___ DATA TO USE

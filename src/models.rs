//! Response parsers. Unused fields are omitted; anything the payload leaves out
//! stays `None` (or empty) rather than being filled with a made up value.

use serde::{Deserialize, Deserializer, Serialize};
use std::collections::HashMap;
use std::ops::Deref;

/// GIPHY writes this instead of leaving a timestamp out.
const ZERO_DATETIME: &str = "0000-00-00 00:00:00";

fn timestamp<'de, D>(deserializer: D) -> Result<Option<String>, D::Error>
where
    D: Deserializer<'de>,
{
    let value = Option::<String>::deserialize(deserializer)?;
    Ok(value.filter(|s| !s.trim().is_empty() && s != ZERO_DATETIME))
}

/// Flags arrive as `true`, `1` or `"1"` depending on the endpoint.
fn flag<'de, D>(deserializer: D) -> Result<Option<bool>, D::Error>
where
    D: Deserializer<'de>,
{
    use serde::de::Error;

    #[derive(Deserialize)]
    #[serde(untagged)]
    enum FlagValue {
        Bool(bool),
        Int(i64),
        String(String),
    }

    match Option::<FlagValue>::deserialize(deserializer)? {
        None => Ok(None),
        Some(FlagValue::Bool(b)) => Ok(Some(b)),
        Some(FlagValue::Int(i)) => Ok(Some(i != 0)),
        Some(FlagValue::String(s)) => match s.as_str() {
            "" => Ok(None),
            "1" | "true" => Ok(Some(true)),
            "0" | "false" => Ok(Some(false)),
            _ => Err(Error::custom(format!("invalid flag: {}", s))),
        },
    }
}

/// Channel ids are numbers, gif ids are strings; keep both as strings.
fn string_or_number<'de, D>(deserializer: D) -> Result<Option<String>, D::Error>
where
    D: Deserializer<'de>,
{
    #[derive(Deserialize)]
    #[serde(untagged)]
    enum IdValue {
        Int(i64),
        String(String),
    }

    Ok(Option::<IdValue>::deserialize(deserializer)?.map(|id| match id {
        IdValue::Int(i) => i.to_string(),
        IdValue::String(s) => s,
    }))
}

/// One size/format variant of an asset. GIPHY sends the numbers as strings.
#[derive(Debug, Clone, Default, PartialEq, Serialize, Deserialize)]
pub struct Rendition {
    pub url: Option<String>,
    pub width: Option<String>,
    pub height: Option<String>,
    pub size: Option<String>,
    pub frames: Option<String>,
    pub mp4: Option<String>,
    pub mp4_size: Option<String>,
    pub webp: Option<String>,
    pub webp_size: Option<String>,
    pub hash: Option<String>,
}

impl Rendition {
    pub fn dimensions(&self) -> Option<(u32, u32)> {
        let width = self.width.as_ref()?.parse().ok()?;
        let height = self.height.as_ref()?.parse().ok()?;
        Some((width, height))
    }
}

#[derive(Debug, Clone, Default, PartialEq, Serialize, Deserialize)]
pub struct User {
    pub username: Option<String>,
    pub display_name: Option<String>,
    pub description: Option<String>,
    pub avatar_url: Option<String>,
    pub banner_image: Option<String>,
    pub banner_url: Option<String>,
    pub profile_url: Option<String>,
    pub website_url: Option<String>,
    pub instagram_url: Option<String>,
    #[serde(default, deserialize_with = "flag")]
    pub is_verified: Option<bool>,
}

/// The object shared by the gif, sticker and emoji endpoints.
#[derive(Debug, Clone, PartialEq, Serialize, Deserialize)]
pub struct Media {
    pub id: String,
    #[serde(rename = "type")]
    pub kind: Option<String>,
    pub slug: Option<String>,
    pub url: Option<String>,
    pub bitly_url: Option<String>,
    pub embed_url: Option<String>,
    pub title: Option<String>,
    pub rating: Option<String>,
    pub username: Option<String>,
    pub source: Option<String>,
    pub source_tld: Option<String>,
    pub source_post_url: Option<String>,
    pub content_url: Option<String>,
    #[serde(default, deserialize_with = "flag")]
    pub is_sticker: Option<bool>,
    #[serde(default, deserialize_with = "timestamp")]
    pub import_datetime: Option<String>,
    #[serde(default, deserialize_with = "timestamp")]
    pub trending_datetime: Option<String>,
    /// Renditions keyed by name, e.g. `original`, `fixed_height`, `downsized`.
    #[serde(default)]
    pub images: HashMap<String, Rendition>,
    pub user: Option<User>,
    pub analytics_response_payload: Option<String>,
}

impl Media {
    pub fn rendition(&self, name: &str) -> Option<&Rendition> {
        self.images.get(name)
    }

    pub fn original(&self) -> Option<&Rendition> {
        self.rendition("original")
    }

    /// Direct link to the full size asset, when the payload carries one.
    pub fn media_url(&self) -> Option<&str> {
        self.original()?.url.as_deref()
    }
}

macro_rules! media_wrapper {
    ($(#[$meta:meta])* $name:ident) => {
        $(#[$meta])*
        #[derive(Debug, Clone, PartialEq, Serialize, Deserialize)]
        #[serde(transparent)]
        pub struct $name(pub Media);

        impl $name {
            pub fn into_inner(self) -> Media {
                self.0
            }
        }

        impl Deref for $name {
            type Target = Media;

            fn deref(&self) -> &Media {
                &self.0
            }
        }
    };
}

media_wrapper!(
    /// An animated gif.
    Gif
);
media_wrapper!(
    /// A transparent background animation from the sticker endpoints.
    Sticker
);

#[derive(Debug, Clone, PartialEq, Serialize, Deserialize)]
pub struct Emoji {
    #[serde(flatten)]
    pub media: Media,
    pub variation_count: Option<u32>,
    /// Alternate renderings; only filled in by `EmojiClient::get_variations`.
    #[serde(default, skip_deserializing)]
    pub variations: Vec<Emoji>,
}

impl Deref for Emoji {
    type Target = Media;

    fn deref(&self) -> &Media {
        &self.media
    }
}

#[derive(Debug, Clone, PartialEq, Serialize, Deserialize)]
pub struct ChannelTag {
    #[serde(default, deserialize_with = "string_or_number")]
    pub id: Option<String>,
    pub tag: Option<String>,
    pub rank: Option<i64>,
}

/// A user or brand channel from channel search.
#[derive(Debug, Clone, PartialEq, Serialize, Deserialize)]
pub struct Channel {
    #[serde(default, deserialize_with = "string_or_number")]
    pub id: Option<String>,
    #[serde(rename = "type")]
    pub kind: Option<String>,
    pub slug: Option<String>,
    pub url: Option<String>,
    pub display_name: Option<String>,
    pub short_display_name: Option<String>,
    pub description: Option<String>,
    pub content_type: Option<String>,
    pub banner_image: Option<String>,
    #[serde(default, deserialize_with = "flag")]
    pub has_children: Option<bool>,
    #[serde(default, deserialize_with = "flag")]
    pub is_visible: Option<bool>,
    #[serde(default, deserialize_with = "flag")]
    pub is_private: Option<bool>,
    pub user: Option<User>,
    pub featured_gif: Option<Gif>,
    #[serde(default)]
    pub tags: Vec<ChannelTag>,
}

impl Channel {
    /// Display name of the channel, falling back to its owner.
    pub fn name(&self) -> Option<&str> {
        let user = self.user.as_ref();
        self.display_name
            .as_deref()
            .or_else(|| user.and_then(|u| u.display_name.as_deref()))
            .or_else(|| user.and_then(|u| u.username.as_deref()))
    }
}

/// A tag suggestion for a partial query.
#[derive(Debug, Clone, PartialEq, Serialize, Deserialize)]
pub struct Term {
    pub name: String,
    pub analytics_response_payload: Option<String>,
}

#[derive(Debug, Clone, PartialEq, Serialize, Deserialize)]
pub struct Category {
    pub name: String,
    pub name_encoded: Option<String>,
    #[serde(default)]
    pub subcategories: Vec<Category>,
    pub gif: Option<Gif>,
}

#[cfg(test)]
mod tests {
    use super::*;
    use serde_json::json;

    #[test]
    fn test_gif_minimal() {
        let gif: Gif = serde_json::from_value(json!({ "id": "abc" })).unwrap();
        assert_eq!(gif.id, "abc");
        assert_eq!(gif.title, None);
        assert_eq!(gif.is_sticker, None);
        assert!(gif.images.is_empty());
        assert_eq!(gif.media_url(), None);
    }

    #[test]
    fn test_gif_requires_id() {
        let res: Result<Gif, _> = serde_json::from_value(json!({ "title": "no id" }));
        assert!(res.is_err());
    }

    #[test]
    fn test_zero_timestamps_are_absent() {
        let gif: Gif = serde_json::from_value(json!({
            "id": "abc",
            "import_datetime": "2016-02-09 17:27:51",
            "trending_datetime": "0000-00-00 00:00:00",
        }))
        .unwrap();
        assert_eq!(gif.import_datetime.as_deref(), Some("2016-02-09 17:27:51"));
        assert_eq!(gif.trending_datetime, None);
    }

    #[test]
    fn test_flags() {
        let gif: Gif =
            serde_json::from_value(json!({ "id": "a", "is_sticker": 1 })).unwrap();
        assert_eq!(gif.is_sticker, Some(true));
        let gif: Gif =
            serde_json::from_value(json!({ "id": "a", "is_sticker": false })).unwrap();
        assert_eq!(gif.is_sticker, Some(false));
        let gif: Gif =
            serde_json::from_value(json!({ "id": "a", "is_sticker": "0" })).unwrap();
        assert_eq!(gif.is_sticker, Some(false));
    }

    #[test]
    fn test_rendition_dimensions() {
        let gif: Gif = serde_json::from_value(json!({
            "id": "a",
            "images": {
                "original": { "url": "https://media.giphy.com/a.gif", "width": "480", "height": "270" },
                "still": { "url": "https://media.giphy.com/a_s.gif" }
            }
        }))
        .unwrap();
        assert_eq!(gif.original().unwrap().dimensions(), Some((480, 270)));
        assert_eq!(gif.rendition("still").unwrap().dimensions(), None);
        assert_eq!(gif.media_url(), Some("https://media.giphy.com/a.gif"));
    }

    #[test]
    fn test_emoji_flatten() {
        let emoji: Emoji = serde_json::from_value(json!({
            "id": "emo",
            "type": "emoji",
            "title": "Smile",
            "variation_count": 3,
            "variations": [{ "id": "ignored" }]
        }))
        .unwrap();
        assert_eq!(emoji.id, "emo");
        assert_eq!(emoji.kind.as_deref(), Some("emoji"));
        assert_eq!(emoji.variation_count, Some(3));
        assert!(emoji.variations.is_empty());
    }

    #[test]
    fn test_channel_name_fallback() {
        let channel: Channel = serde_json::from_value(json!({
            "id": 1234,
            "user": { "username": "nasa", "is_verified": true }
        }))
        .unwrap();
        assert_eq!(channel.id.as_deref(), Some("1234"));
        assert_eq!(channel.name(), Some("nasa"));
        assert_eq!(channel.featured_gif, None);

        let channel: Channel = serde_json::from_value(json!({
            "display_name": "NASA",
            "user": { "username": "nasa" }
        }))
        .unwrap();
        assert_eq!(channel.name(), Some("NASA"));
    }

    #[test]
    fn test_nested_categories() {
        let category: Category = serde_json::from_value(json!({
            "name": "Animals",
            "name_encoded": "animals",
            "subcategories": [{ "name": "cats", "name_encoded": "cats" }],
            "gif": { "id": "xyz" }
        }))
        .unwrap();
        assert_eq!(category.subcategories.len(), 1);
        assert_eq!(category.subcategories[0].name, "cats");
        assert!(category.subcategories[0].subcategories.is_empty());
        assert_eq!(category.gif.unwrap().id, "xyz");
    }
}
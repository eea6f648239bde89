use snafu::{OptionExt, ResultExt};
use std::env;
use std::fmt;
use std::time::Duration;
use url::Url;

use crate::error::{InvalidBaseUrlSnafu, InvalidEnvSnafu, MissingEnvSnafu, ParseUrlSnafu, Result};

pub const DEFAULT_BASE_URL: &str = "https://api.giphy.com/";
pub const DEFAULT_TIMEOUT: Duration = Duration::from_secs(10);

/// Everything a client needs to reach the API.
#[derive(Clone)]
pub struct Config {
    pub api_key: String,
    pub base_url: Url,
    pub timeout: Duration,
}

impl fmt::Debug for Config {
    fn fmt(&self, f: &mut fmt::Formatter<'_>) -> fmt::Result {
        f.debug_struct("Config")
            .field("base_url", &self.base_url.as_str())
            .field("timeout", &self.timeout)
            .finish()
    }
}

impl Config {
    pub fn new(api_key: impl Into<String>) -> Self {
        Config {
            api_key: api_key.into(),
            base_url: Url::parse(DEFAULT_BASE_URL).expect("default base url is valid"),
            timeout: DEFAULT_TIMEOUT,
        }
    }

    /// Reads `GIPHY_API_KEY` (required), `GIPHY_BASE_URL` and `GIPHY_TIMEOUT_SECS`.
    pub fn from_env() -> Result<Self> {
        Self::from_lookup(|name| env::var(name).ok())
    }

    pub(crate) fn from_lookup<F>(get: F) -> Result<Self>
    where
        F: Fn(&str) -> Option<String>,
    {
        let api_key = get("GIPHY_API_KEY")
            .filter(|key| !key.is_empty())
            .context(MissingEnvSnafu {
                name: "GIPHY_API_KEY",
            })?;

        let mut config = Config::new(api_key);

        if let Some(base) = get("GIPHY_BASE_URL") {
            config = config.with_base_url(&base)?;
        }

        if let Some(secs) = get("GIPHY_TIMEOUT_SECS") {
            let parsed: u64 = secs.trim().parse().ok().context(InvalidEnvSnafu {
                name: "GIPHY_TIMEOUT_SECS",
                value: secs.clone(),
            })?;
            config.timeout = Duration::from_secs(parsed);
        }

        Ok(config)
    }

    pub fn with_base_url(mut self, base: &str) -> Result<Self> {
        self.base_url = normalize_base_url(base)?;
        Ok(self)
    }

    pub fn with_timeout(mut self, timeout: Duration) -> Self {
        self.timeout = timeout;
        self
    }
}

/// Parses a base URL and makes sure relative endpoint paths land under it.
pub(crate) fn normalize_base_url(base: &str) -> Result<Url> {
    let mut url = Url::parse(base).context(ParseUrlSnafu { url: base })?;
    if url.cannot_be_a_base() {
        return InvalidBaseUrlSnafu { url: base }.fail();
    }
    if !url.path().ends_with('/') {
        let path = format!("{}/", url.path());
        url.set_path(&path);
    }
    url.set_query(None);
    Ok(url)
}

#[cfg(test)]
mod tests {
    use super::*;
    use crate::error::Error;
    use std::collections::HashMap;

    fn lookup(vars: &[(&str, &str)]) -> impl Fn(&str) -> Option<String> {
        let vars: HashMap<String, String> = vars
            .iter()
            .map(|(k, v)| (k.to_string(), v.to_string()))
            .collect();
        move |name| vars.get(name).cloned()
    }

    #[test]
    fn test_missing_key() {
        let err = Config::from_lookup(lookup(&[])).unwrap_err();
        assert!(matches!(err, Error::MissingEnv { ref name } if name == "GIPHY_API_KEY"));

        let err = Config::from_lookup(lookup(&[("GIPHY_API_KEY", "")])).unwrap_err();
        assert!(matches!(err, Error::MissingEnv { .. }));
    }

    #[test]
    fn test_defaults() {
        let config = Config::from_lookup(lookup(&[("GIPHY_API_KEY", "k")])).unwrap();
        assert_eq!(config.api_key, "k");
        assert_eq!(config.base_url.as_str(), DEFAULT_BASE_URL);
        assert_eq!(config.timeout, DEFAULT_TIMEOUT);
    }

    #[test]
    fn test_overrides() {
        let config = Config::from_lookup(lookup(&[
            ("GIPHY_API_KEY", "k"),
            ("GIPHY_BASE_URL", "http://localhost:8080/proxy"),
            ("GIPHY_TIMEOUT_SECS", " 3 "),
        ]))
        .unwrap();
        assert_eq!(config.base_url.as_str(), "http://localhost:8080/proxy/");
        assert_eq!(config.timeout, Duration::from_secs(3));
    }

    #[test]
    fn test_bad_timeout() {
        let err = Config::from_lookup(lookup(&[
            ("GIPHY_API_KEY", "k"),
            ("GIPHY_TIMEOUT_SECS", "soon"),
        ]))
        .unwrap_err();
        assert!(matches!(err, Error::InvalidEnv { ref value, .. } if value == "soon"));
    }

    #[test]
    fn test_base_url_rejects_opaque() {
        assert!(matches!(
            normalize_base_url("mailto:someone@example.com"),
            Err(Error::InvalidBaseUrl { .. })
        ));
        assert!(matches!(
            normalize_base_url("not a url"),
            Err(Error::ParseUrl { .. })
        ));
    }
}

______

* [ABOUT THIS EXERCISE] The string "original" may appear on lines of the data above; give the number of those lines and nothing more.

* [THE COMPLETED TASK] 6